Arthur has said she is concerned about the baby's safety, noting Stern was present when Smith died and when Smith's son Daniel died in September, three days after Dannielynn was born.

"We have evidence showing Howard K. Stern is not a fit parent," Desmar Henfield, one of Arthur's attorneys, told The Associated Press.

Smith was a Playboy Playmate of the Year and the widow of Texas oil tycoon J. Howard Marshall II, whom she married in 1994 when he was 89 and she was 26. She had been fighting his family over his fortune since his death in 1995.

Crime Scene

A Bahamian crime scene unit descended Thursday on the oceanfront home shared by Smith and Stern until Smith's death.

Two uniformed police arrived in a patrol car and passed through the gate, followed a short while later by a van marked "crime scene unit." One of the officers then escorted the three men from the van into the home through a side entrance, and declined to answer questions from reporters.

Later, members of the team could be seen taking photos of the property, which is called "Horizons."

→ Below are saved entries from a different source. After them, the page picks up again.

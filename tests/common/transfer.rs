//! Scripted remote store
//!
//! Serves each catalog movie's body from memory. Tests queue `Step`s per
//! movie to make individual transfer attempts fail, stall or wait on a gate;
//! once a movie's script is exhausted every further attempt is served in full.

#![allow(dead_code)]

use async_trait::async_trait;
use bytes::Bytes;
use futures::stream::{self, BoxStream};
use futures::StreamExt;
use movie_vault::catalog_store::RemoteReference;
use movie_vault::remote_fetch::{RemoteTransfer, TransferClient, TransferError, TransferErrorKind};
use std::collections::{HashMap, VecDeque};
use std::sync::{Arc, Mutex};
use tokio::sync::Notify;

use super::constants::{movie_body, remote_location, TEST_CHUNK_SIZE};

type Body = BoxStream<'static, Result<Bytes, TransferError>>;

/// What a single transfer attempt does.
pub enum Step {
    /// Serve the whole body.
    Serve,
    /// Refuse to open the transfer.
    Fail(TransferErrorKind),
    /// Send the first `after` bytes, then fail.
    FailAfter {
        after: usize,
        kind: TransferErrorKind,
    },
    /// Send the first `after` bytes, then never yield again.
    HangAfter(usize),
    /// Send the first `after` bytes, then wait for `gate` before sending the rest.
    GateAfter { after: usize, gate: Arc<Notify> },
}

pub struct ScriptedTransferClient {
    bodies: HashMap<String, Vec<u8>>,
    scripts: Mutex<HashMap<String, VecDeque<Step>>>,
    opens: Mutex<HashMap<String, usize>>,
}

impl ScriptedTransferClient {
    pub fn new<'a>(movie_ids: impl IntoIterator<Item = &'a str>) -> Self {
        let bodies = movie_ids
            .into_iter()
            .map(|id| (remote_location(id), movie_body(id)))
            .collect();
        Self {
            bodies,
            scripts: Mutex::new(HashMap::new()),
            opens: Mutex::new(HashMap::new()),
        }
    }

    /// Queues steps for the next attempts on `movie_id`.
    pub fn script(&self, movie_id: &str, steps: impl IntoIterator<Item = Step>) {
        self.scripts
            .lock()
            .unwrap()
            .entry(remote_location(movie_id))
            .or_default()
            .extend(steps);
    }

    /// Number of transfers opened for `movie_id`, failed ones included.
    pub fn opens(&self, movie_id: &str) -> usize {
        self.opens
            .lock()
            .unwrap()
            .get(&remote_location(movie_id))
            .copied()
            .unwrap_or(0)
    }
}

fn chunks(data: &[u8]) -> Body {
    let items: Vec<Result<Bytes, TransferError>> = data
        .chunks(TEST_CHUNK_SIZE)
        .map(|c| Ok(Bytes::copy_from_slice(c)))
        .collect();
    stream::iter(items).boxed()
}

#[async_trait]
impl TransferClient for ScriptedTransferClient {
    async fn open(&self, reference: &RemoteReference) -> Result<RemoteTransfer, TransferError> {
        *self
            .opens
            .lock()
            .unwrap()
            .entry(reference.location.clone())
            .or_default() += 1;

        let body = self.bodies.get(&reference.location).cloned().ok_or_else(|| {
            TransferError::new(
                TransferErrorKind::NotFound,
                format!("no such file: {}", reference.location),
            )
        })?;
        let step = self
            .scripts
            .lock()
            .unwrap()
            .get_mut(&reference.location)
            .and_then(|steps| steps.pop_front())
            .unwrap_or(Step::Serve);

        let total_bytes = Some(body.len() as u64);
        let stream = match step {
            Step::Serve => chunks(&body),
            Step::Fail(kind) => {
                return Err(TransferError::new(kind, "scripted failure"));
            }
            Step::FailAfter { after, kind } => chunks(&body[..after])
                .chain(stream::once(async move {
                    Err(TransferError::new(kind, "scripted failure"))
                }))
                .boxed(),
            Step::HangAfter(after) => chunks(&body[..after]).chain(stream::pending()).boxed(),
            Step::GateAfter { after, gate } => {
                let tail = body[after..].to_vec();
                chunks(&body[..after])
                    .chain(
                        stream::once(async move { gate.notified().await })
                            .flat_map(move |_| chunks(&tail)),
                    )
                    .boxed()
            }
        };

        Ok(RemoteTransfer {
            total_bytes,
            stream,
        })
    }
}
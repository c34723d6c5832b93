//! Error types for Sentir operations.
//!
//! Provides rich error context for library consumers, split between fatal
//! artifact failures and per-request failures that the caller can recover
//! from.

use std::fmt;
use std::path::PathBuf;

/// Main error type for Sentir operations.
///
/// The dominant real-world failure in this pipeline is a numeric feature row
/// whose width disagrees with the scaler or classifier, so dimension errors
/// always carry both the expected and the actual width.
///
/// # Examples
///
/// ```
/// use sentir::error::SentirError;
///
/// let err = SentirError::DimensionMismatch {
///     expected: "4 numeric columns".to_string(),
///     actual: "2".to_string(),
/// };
/// assert!(err.to_string().contains("dimension mismatch"));
/// ```
#[derive(Debug)]
pub enum SentirError {
    /// Feature widths don't match for the operation.
    DimensionMismatch {
        /// Expected width description
        expected: String,
        /// Actual width found
        actual: String,
    },

    /// A required artifact file was absent at the resolved path.
    ArtifactMissing {
        /// Absolute path that was attempted
        path: PathBuf,
    },

    /// An artifact file was present but failed to deserialize.
    ArtifactCorrupt {
        /// Path of the offending file
        path: PathBuf,
        /// Underlying deserialization error text
        message: String,
    },

    /// Review text was empty or whitespace-only after trimming.
    EmptyInput {
        /// Field name
        field: String,
    },

    /// A form field violated its declared range.
    InvalidField {
        /// Field name
        field: String,
        /// Provided value
        value: String,
        /// Constraint description
        constraint: String,
    },

    /// The classifier's decision call failed for any other reason.
    ///
    /// Never retried: there is no transient failure mode here, a retry would
    /// reproduce the identical deterministic error.
    PredictionFailure {
        /// Underlying message
        message: String,
    },

    /// I/O error (permission denied, read failure, etc.).
    Io(std::io::Error),

    /// Serialization error while writing artifacts.
    Serialization(String),

    /// Generic error with string message.
    Other(String),
}

impl fmt::Display for SentirError {
    fn fmt(&self, f: &mut fmt::Formatter<'_>) -> fmt::Result {
        match self {
            SentirError::DimensionMismatch { expected, actual } => {
                write!(
                    f,
                    "Feature dimension mismatch: expected {expected}, got {actual}"
                )
            }
            SentirError::ArtifactMissing { path } => {
                write!(f, "Artifact file not found: {}", path.display())
            }
            SentirError::ArtifactCorrupt { path, message } => {
                write!(
                    f,
                    "Artifact file {} failed to deserialize: {message}",
                    path.display()
                )
            }
            SentirError::EmptyInput { field } => {
                write!(f, "Empty input: {field} is empty or whitespace-only")
            }
            SentirError::InvalidField {
                field,
                value,
                constraint,
            } => {
                write!(f, "Invalid field: {field} = {value}, expected {constraint}")
            }
            SentirError::PredictionFailure { message } => {
                write!(f, "Prediction failed: {message}")
            }
            SentirError::Io(e) => write!(f, "I/O error: {e}"),
            SentirError::Serialization(msg) => write!(f, "Serialization error: {msg}"),
            SentirError::Other(msg) => write!(f, "{msg}"),
        }
    }
}

impl std::error::Error for SentirError {
    fn source(&self) -> Option<&(dyn std::error::Error + 'static)> {
        match self {
            SentirError::Io(e) => Some(e),
            _ => None,
        }
    }
}

impl From<std::io::Error> for SentirError {
    fn from(err: std::io::Error) -> Self {
        SentirError::Io(err)
    }
}

impl From<&str> for SentirError {
    fn from(msg: &str) -> Self {
        SentirError::Other(msg.to_string())
    }
}

impl From<String> for SentirError {
    fn from(msg: String) -> Self {
        SentirError::Other(msg)
    }
}

impl SentirError {
    /// Create a dimension mismatch error with descriptive context.
    #[must_use]
    pub fn dimension_mismatch(context: &str, expected: usize, actual: usize) -> Self {
        Self::DimensionMismatch {
            expected: format!("{context}={expected}"),
            actual: format!("{actual}"),
        }
    }

    /// Create an empty input error for a named field.
    #[must_use]
    pub fn empty_input(field: &str) -> Self {
        Self::EmptyInput {
            field: field.to_string(),
        }
    }

    /// Whether this error ends the session.
    ///
    /// Artifact errors are unrecoverable startup failures; per-request errors
    /// (empty input, dimension mismatch, prediction failure) are caught at
    /// the request boundary so the next submission can proceed.
    #[must_use]
    pub fn is_fatal(&self) -> bool {
        matches!(
            self,
            SentirError::ArtifactMissing { .. }
                | SentirError::ArtifactCorrupt { .. }
                | SentirError::Io(_)
                | SentirError::Serialization(_)
        )
    }
}

/// Convenience type alias for Results.
pub type Result<T> = std::result::Result<T, SentirError>;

It was unknown if Stern was home at the time.

Stern filed a burglary report after claiming that a computer, home videos and other items were taken from the mansion before he returned from Florida, where Smith collapsed and died on Feb. 8.

Reginald Ferguson, assistant commissioner for the Royal Bahamas Police Force, said the officers "must be" investigating a burglary report filed by Stern, but he said he had not been aware that officers had come to the mansion, and had no other information.

Ford Shelley, the son-in-law of a South Carolina developer who claims ownership of the property, said he entered the property a day after Smith's death to "secure" it after he heard that someone had been removing items.

Inside a refrigerator in a bedroom, Shelley said he saw a bottle of methadone — a substance that was found in her son Daniel's system after he died in the Bahamas on Sept. 10. Shelley declined comment on Stern's allegations that he stole personal property while inside the mansion.

As for Thursday's police visit, Shelley said "there was no break-in at that house, so that doesn't affect me at all."

The Associated Press contributed to this report.